* [What this task involves] Using the listing, copy each whole line that features "impl".

* [Records shown]
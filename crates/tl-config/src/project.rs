//! Project Configuration (tl.toml)
//!
//! Handles project-level configuration stored in `tl.toml` at the project root.

use crate::{ConfigError, ConfigResult};
use serde::{Deserialize, Serialize};
use std::path::{Path, PathBuf};

/// Accepted values of `analysis.scope_strategy`
pub const SCOPE_STRATEGIES: &[&str] = &["tree", "backward-scan"];

/// Project configuration from tl.toml
#[derive(Debug, Clone, Serialize, Deserialize, PartialEq, Default)]
#[serde(deny_unknown_fields)]
pub struct ProjectConfig {
    /// Package metadata
    #[serde(skip_serializing_if = "Option::is_none")]
    pub package: Option<PackageConfig>,

    /// Rule selection and limits
    #[serde(skip_serializing_if = "Option::is_none")]
    pub analysis: Option<AnalysisConfig>,

    /// Where imported modules are looked up
    #[serde(skip_serializing_if = "Option::is_none")]
    pub modules: Option<ModulesConfig>,

    /// Catalog extension
    #[serde(skip_serializing_if = "Option::is_none")]
    pub catalog: Option<CatalogConfig>,

    /// Language server settings
    #[serde(skip_serializing_if = "Option::is_none")]
    pub lsp: Option<LspConfig>,
}

/// Package metadata configuration
#[derive(Debug, Clone, Serialize, Deserialize, PartialEq)]
#[serde(deny_unknown_fields)]
pub struct PackageConfig {
    /// Package name
    pub name: String,
}

/// Analysis configuration
#[derive(Debug, Clone, Serialize, Deserialize, PartialEq, Default)]
#[serde(deny_unknown_fields)]
pub struct AnalysisConfig {
    /// Rule codes (`TL5001`) or names (`untyped-parameter`) to skip
    #[serde(skip_serializing_if = "Option::is_none")]
    pub disabled_rules: Option<Vec<String>>,

    /// `tree` (default) or `backward-scan`
    #[serde(skip_serializing_if = "Option::is_none")]
    pub scope_strategy: Option<String>,

    /// Cap on diagnostics per document (default: 500)
    #[serde(skip_serializing_if = "Option::is_none")]
    pub max_diagnostics: Option<usize>,
}

/// Module lookup configuration
#[derive(Debug, Clone, Serialize, Deserialize, PartialEq, Default)]
#[serde(deny_unknown_fields)]
pub struct ModulesConfig {
    /// Directories searched for `a/b/c.tl`, relative to the project root
    #[serde(default)]
    #[serde(skip_serializing_if = "Vec::is_empty")]
    pub search_paths: Vec<PathBuf>,

    /// Module file extension (default: "tl")
    #[serde(skip_serializing_if = "Option::is_none")]
    pub extension: Option<String>,
}

/// Catalog extension configuration
#[derive(Debug, Clone, Serialize, Deserialize, PartialEq)]
#[serde(deny_unknown_fields)]
pub struct CatalogConfig {
    /// TOML catalog merged over the built-in one
    pub path: PathBuf,
}

/// Language server settings
#[derive(Debug, Clone, Serialize, Deserialize, PartialEq, Default)]
#[serde(deny_unknown_fields)]
pub struct LspConfig {
    /// Publish diagnostics
    #[serde(skip_serializing_if = "Option::is_none")]
    pub diagnostics: Option<bool>,

    /// Answer hover requests
    #[serde(skip_serializing_if = "Option::is_none")]
    pub hover: Option<bool>,

    /// Answer completion requests
    #[serde(skip_serializing_if = "Option::is_none")]
    pub completion: Option<bool>,

    /// Delay between the last change and re-analysis (default: 250)
    #[serde(skip_serializing_if = "Option::is_none")]
    pub debounce_ms: Option<u64>,
}

impl ProjectConfig {
    /// Load project configuration from a file
    pub fn load_from_file(path: &Path) -> ConfigResult<Self> {
        let content = read_config(path)?;

        let config: Self = toml::from_str(&content).map_err(|e| ConfigError::TomlParseError {
            file: path.to_path_buf(),
            error: e,
        })?;

        config.validate()?;
        Ok(config)
    }

    /// Validate the project configuration
    pub fn validate(&self) -> ConfigResult<()> {
        if let Some(pkg) = &self.package {
            if pkg.name.trim().is_empty() {
                return Err(ConfigError::InvalidValue {
                    field: "package.name".to_string(),
                    reason: "name cannot be empty".to_string(),
                });
            }
        }

        if let Some(analysis) = &self.analysis {
            analysis.validate()?;
        }

        if let Some(modules) = &self.modules {
            if let Some(extension) = &modules.extension {
                if extension.trim_start_matches('.').is_empty() {
                    return Err(ConfigError::InvalidValue {
                        field: "modules.extension".to_string(),
                        reason: "extension cannot be empty".to_string(),
                    });
                }
            }
        }

        if let Some(lsp) = &self.lsp {
            lsp.validate()?;
        }

        Ok(())
    }

    /// Get the package name, if present
    pub fn package_name(&self) -> Option<&str> {
        self.package.as_ref().map(|p| p.name.as_str())
    }

    /// Merge another project config into this one
    /// Other config takes precedence for non-None values
    pub fn merge(&mut self, other: &ProjectConfig) {
        if other.package.is_some() {
            self.package = other.package.clone();
        }
        if let Some(analysis) = &other.analysis {
            self.analysis
                .get_or_insert_with(Default::default)
                .merge(analysis);
        }
        if other.modules.is_some() {
            self.modules = other.modules.clone();
        }
        if other.catalog.is_some() {
            self.catalog = other.catalog.clone();
        }
        if let Some(lsp) = &other.lsp {
            self.lsp.get_or_insert_with(Default::default).merge(lsp);
        }
    }
}

impl AnalysisConfig {
    pub fn validate(&self) -> ConfigResult<()> {
        if let Some(rules) = &self.disabled_rules {
            for rule in rules {
                if !is_valid_rule(rule) {
                    return Err(ConfigError::InvalidValue {
                        field: "analysis.disabled_rules".to_string(),
                        reason: format!("'{}' is not a rule code like TL5001 or a rule name", rule),
                    });
                }
            }
        }

        if let Some(strategy) = &self.scope_strategy {
            if !SCOPE_STRATEGIES.contains(&strategy.as_str()) {
                return Err(ConfigError::InvalidValue {
                    field: "analysis.scope_strategy".to_string(),
                    reason: format!(
                        "unknown strategy '{}', expected one of: {}",
                        strategy,
                        SCOPE_STRATEGIES.join(", ")
                    ),
                });
            }
        }

        if self.max_diagnostics == Some(0) {
            return Err(ConfigError::InvalidValue {
                field: "analysis.max_diagnostics".to_string(),
                reason: "must be greater than zero".to_string(),
            });
        }

        Ok(())
    }

    /// Other config takes precedence for set fields
    pub fn merge(&mut self, other: &AnalysisConfig) {
        if other.disabled_rules.is_some() {
            self.disabled_rules = other.disabled_rules.clone();
        }
        if other.scope_strategy.is_some() {
            self.scope_strategy = other.scope_strategy.clone();
        }
        if other.max_diagnostics.is_some() {
            self.max_diagnostics = other.max_diagnostics;
        }
    }
}

impl LspConfig {
    pub fn validate(&self) -> ConfigResult<()> {
        if self.debounce_ms == Some(0) {
            return Err(ConfigError::InvalidValue {
                field: "lsp.debounce_ms".to_string(),
                reason: "must be greater than zero".to_string(),
            });
        }
        Ok(())
    }

    /// Other config takes precedence for set fields
    pub fn merge(&mut self, other: &LspConfig) {
        if other.diagnostics.is_some() {
            self.diagnostics = other.diagnostics;
        }
        if other.hover.is_some() {
            self.hover = other.hover;
        }
        if other.completion.is_some() {
            self.completion = other.completion;
        }
        if other.debounce_ms.is_some() {
            self.debounce_ms = other.debounce_ms;
        }
    }
}

pub(crate) fn read_config(path: &Path) -> ConfigResult<String> {
    std::fs::read_to_string(path).map_err(|e| {
        if e.kind() == std::io::ErrorKind::NotFound {
            ConfigError::NotFound(path.to_path_buf())
        } else {
            ConfigError::IoError(e)
        }
    })
}

/// `TLnnnn`, or a kebab-case rule name
pub(crate) fn is_valid_rule(rule: &str) -> bool {
    if let Some(digits) = rule.strip_prefix("TL") {
        return digits.len() == 4 && digits.chars().all(|c| c.is_ascii_digit());
    }
    !rule.is_empty()
        && !rule.starts_with('-')
        && !rule.ends_with('-')
        && rule.chars().all(|c| c.is_ascii_lowercase() || c == '-')
}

* [Written solution]
impl ProjectConfig {
impl AnalysisConfig {
impl LspConfig {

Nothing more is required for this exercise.